Step-Parent Rights

As the landscape of the American family changes, it should come as no surprise that remarriage following a divorce is more common than ever. With the social taboos against divorce disappearing, divorced spouses will naturally move on after a divorce and sometimes remarry. When children are involved, a new step-parent will need to work hard to develop a new and meaningful relationship with the child, often treading carefully to avoid disrupting the relationship that already exists between the child and the biological parent. After building such a bond and sometimes living with and caring for a step-child for many years, step-parents often have concerns about their rights in the event of divorce from the biological parent of the child.
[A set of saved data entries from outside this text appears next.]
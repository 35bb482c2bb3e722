//! Routed exposure: one MCP subserver per `(backend, session)` pair.
//!
//! Each subserver advertises its backend's tools under their original
//! names and delegates every call to the unified handler closures, so the
//! cache never goes stale. It exists to honor subserver-per-session
//! semantics: repeated requests for the same pair must reach the same
//! subserver instance.

use std::sync::Arc;

use dashmap::DashMap;
use tracing::debug;
use waygate_protocol::jsonrpc::JsonRpcResponse;

use crate::server::GatewayServer;
use crate::server::unified::Exposure;

/// A per-(backend, session) MCP subserver.
#[derive(Debug)]
pub struct RoutedSubserver {
    backend_id: String,
    session_id: String,
}

impl RoutedSubserver {
    /// The backend this subserver fronts.
    pub fn backend_id(&self) -> &str {
        &self.backend_id
    }

    /// The client session this subserver belongs to.
    pub fn session_id(&self) -> &str {
        &self.session_id
    }

    /// Handle one MCP message addressed to this subserver.
    pub async fn handle_message(
        &self,
        server: &GatewayServer,
        raw: &[u8],
    ) -> Option<JsonRpcResponse> {
        server
            .handle_mcp_message(
                Exposure::Routed {
                    backend_id: &self.backend_id,
                },
                Some(&self.session_id),
                raw,
            )
            .await
    }
}

/// Cache of routed subservers keyed by `(backend, session)`.
///
/// The map's entry API collapses two concurrent first-requests for the
/// same pair into one creation.
#[derive(Debug, Default)]
pub struct RoutedCache {
    cache: DashMap<(String, String), Arc<RoutedSubserver>>,
}

impl RoutedCache {
    /// Create an empty cache.
    pub fn new() -> Self {
        Self::default()
    }

    /// The subserver for a pair, created on first request and reused
    /// afterwards.
    pub fn get_or_create(&self, backend_id: &str, session_id: &str) -> Arc<RoutedSubserver> {
        let key = (backend_id.to_string(), session_id.to_string());
        Arc::clone(&self.cache.entry(key).or_insert_with(|| {
            debug!(backend = backend_id, session = session_id, "routed subserver created");
            Arc::new(RoutedSubserver {
                backend_id: backend_id.to_string(),
                session_id: session_id.to_string(),
            })
        }))
    }

    /// Number of live subservers.
    pub fn len(&self) -> usize {
        self.cache.len()
    }

    /// Whether the cache is empty.
    pub fn is_empty(&self) -> bool {
        self.cache.is_empty()
    }
}
//! MCP method dispatch for the unified endpoint (and, via name mapping,
//! the routed subservers).
//!
//! The unified endpoint advertises the aggregated, prefixed tool catalog.
//! Routed exposure reuses the same dispatch with the backend's unprefixed
//! names and a per-backend `serverInfo` name.

use serde_json::{Value, json};
use tracing::{debug, warn};
use waygate_protocol::jsonrpc::{
    JsonRpcError, JsonRpcRequest, JsonRpcResponse, error_codes,
};
use waygate_protocol::types::{
    Implementation, InitializeRequest, InitializeResult, PROTOCOL_VERSION, ServerCapabilities,
    methods,
};

use crate::config::SYS_BACKEND_ID;
use crate::error::{GatewayError, GatewayResult};
use crate::registry::{ToolCall, prefixed_name};
use crate::server::{GatewayServer, SERVER_NAME};

/// Which face of the gateway a message arrived on.
#[derive(Debug, Clone, Copy, PartialEq, Eq)]
pub enum Exposure<'a> {
    /// The single aggregated endpoint; tool names carry backend prefixes
    Unified,
    /// A per-backend endpoint; tool names are unprefixed
    Routed {
        /// The backend this endpoint serves
        backend_id: &'a str,
    },
}

/// The prefixed name of the session-bootstrap tool.
fn sys_init_name() -> String {
    prefixed_name(SYS_BACKEND_ID, "init")
}

impl GatewayServer {
    /// Handle one MCP message body.
    ///
    /// Returns `None` for notifications (the HTTP layer answers 202) and
    /// `Some` response for requests, including parse errors.
    pub async fn handle_mcp_message(
        &self,
        exposure: Exposure<'_>,
        client_id: Option<&str>,
        raw: &[u8],
    ) -> Option<JsonRpcResponse> {
        let message: Value = match serde_json::from_slice(raw) {
            Ok(value) => value,
            Err(e) => return Some(JsonRpcResponse::parse_error(Some(e.to_string()))),
        };

        // Batches are out of scope; each request maps to one backend call.
        if !message.is_object() {
            return Some(JsonRpcResponse::parse_error(Some(
                "expected a single JSON-RPC message object".to_string(),
            )));
        }

        // Notifications carry no id and get no response.
        if message.get("id").is_none() {
            let method = message
                .get("method")
                .and_then(Value::as_str)
                .unwrap_or_default();
            match method {
                methods::NOTIFICATION_INITIALIZED | methods::NOTIFICATION_CANCELLED => {
                    debug!(method, "notification accepted");
                }
                other => debug!(method = other, "notification ignored"),
            }
            return None;
        }

        let request: JsonRpcRequest = match serde_json::from_value(message.clone()) {
            Ok(request) => request,
            Err(e) => {
                // Keep the caller's id when it is usable; parse errors
                // without one answer with a null id.
                let response = match serde_json::from_value(message["id"].clone()) {
                    Ok(id) => JsonRpcResponse::error_response(
                        JsonRpcError::new(
                            error_codes::INVALID_REQUEST,
                            format!("Invalid Request: {e}"),
                        ),
                        id,
                    ),
                    Err(_) => JsonRpcResponse::parse_error(Some(e.to_string())),
                };
                return Some(response);
            }
        };
        let id = request.id.clone();

        let response = match self.dispatch(exposure, client_id, &request).await {
            Ok(result) => JsonRpcResponse::success(result, id),
            Err(e) => {
                warn!(
                    server = SERVER_NAME,
                    request_id = %id,
                    method = %request.method,
                    error_type = e.kind(),
                    detail = %e,
                    "request failed"
                );
                JsonRpcResponse::error_response(e.to_rpc_error(), id)
            }
        };
        Some(response)
    }

    async fn dispatch(
        &self,
        exposure: Exposure<'_>,
        client_id: Option<&str>,
        request: &JsonRpcRequest,
    ) -> GatewayResult<Value> {
        match request.method.as_str() {
            methods::INITIALIZE => {
                if let Some(params) = &request.params
                    && let Ok(init) =
                        serde_json::from_value::<InitializeRequest>(params.clone())
                {
                    debug!(
                        client = %init.client_info.name,
                        version = %init.client_info.version,
                        "client initializing"
                    );
                }
                Ok(self.initialize_result(exposure)?)
            }
            methods::PING => Ok(json!({})),
            methods::TOOLS_LIST => {
                let tools = match exposure {
                    Exposure::Unified => self.registry().unified_tools(),
                    Exposure::Routed { backend_id } => {
                        self.registry().tools_for_backend(backend_id)
                    }
                };
                Ok(json!({ "tools": tools }))
            }
            methods::TOOLS_CALL => self.dispatch_tool_call(exposure, client_id, request).await,
            other => Err(GatewayError::from_rpc(JsonRpcError::new(
                error_codes::METHOD_NOT_FOUND,
                format!("Method not found: {other}"),
            ))),
        }
    }

    fn initialize_result(&self, exposure: Exposure<'_>) -> GatewayResult<Value> {
        let name = match exposure {
            Exposure::Unified => SERVER_NAME.to_string(),
            Exposure::Routed { backend_id } => format!("{SERVER_NAME}-{backend_id}"),
        };
        let result = InitializeResult {
            protocol_version: PROTOCOL_VERSION.to_string(),
            capabilities: ServerCapabilities::tools_only(),
            server_info: Implementation {
                name,
                title: None,
                version: env!("CARGO_PKG_VERSION").to_string(),
            },
            instructions: None,
        };
        Ok(serde_json::to_value(result)?)
    }

    async fn dispatch_tool_call(
        &self,
        exposure: Exposure<'_>,
        client_id: Option<&str>,
        request: &JsonRpcRequest,
    ) -> GatewayResult<Value> {
        let params = request.params.clone().ok_or_else(|| {
            GatewayError::from_rpc(JsonRpcError::new(
                error_codes::INVALID_PARAMS,
                "Missing params for tools/call",
            ))
        })?;
        let call: waygate_protocol::types::CallToolRequest = serde_json::from_value(params)?;

        let unified_name = match exposure {
            Exposure::Unified => call.name.clone(),
            Exposure::Routed { backend_id } => prefixed_name(backend_id, &call.name),
        };

        // Init-before-use: with DIFC on, every tool except the bootstrap
        // requires an established session.
        if self.difc_enabled() && unified_name != sys_init_name() {
            let session = client_id.and_then(|id| self.sessions().resolve(id));
            if session.is_none() {
                return Err(GatewayError::SessionNotInitialized);
            }
        } else if !self.difc_enabled()
            && let Some(id) = client_id
        {
            // DIFC off: bind the identity to a session lazily.
            self.sessions().resolve(id);
        }

        let handler = self
            .registry()
            .handler_by_prefixed(&unified_name)
            .ok_or_else(|| GatewayError::UnknownTool(unified_name.clone()))?;

        let result = handler(ToolCall {
            client_id: client_id.map(str::to_string),
            arguments: call.arguments,
        })
        .await?;

        Ok(wrap_tool_result(result))
    }
}

/// Surface a backend result as a tool result object: values that already
/// carry `content` pass through unchanged; anything else becomes a single
/// text content item.
fn wrap_tool_result(result: Value) -> Value {
    match &result {
        Value::Object(map) if map.contains_key("content") => result,
        Value::String(text) => json!({
            "content": [{"type": "text", "text": text}]
        }),
        other => json!({
            "content": [{"type": "text", "text": other.to_string()}]
        }),
    }
}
Regardless of the length of the marriage to the biological parent, the reality is that a step-parent has almost no rights to a step-child. A step-parent has no ability to ask for visitation or custody of the step-child during a divorce over the rights of the biological parents. Even if the biological parent against whom the step-parent is seeking a divorce is an unfit parent, the law states that in such a situation, the custody of the child should revert to the other biological parent, not to the step-parent. There are some very limited exceptions, and it is not totally impossible for a step-parent to sometimes gain custody of a step-child. If a step-parent believes that both parents are unfit and can demonstrate that abuse has occurred, a step-parent may be able to successfully request custody if he or she can also show that ending a relationship between the child and the step-parent would be detrimental to the child. A step-parent should be aware, however, that a court will almost always have a preference for a blood relative to be the custodian of a child, such as a grandparent, aunt, or uncle.

The only sure way for a step-parent to be guaranteed to be able to request custody or visitation is to adopt the child. To complete a step-parent adoption, the spouse of the step-parent must agree. The parental rights of the other biological parent must also be terminated, which can be very difficult if he or she will not voluntarily relinquish rights. If the adoption is completed, the law views the step-parent as the biological and legal parent of the step-child with the same rights and responsibilities of a biological parent.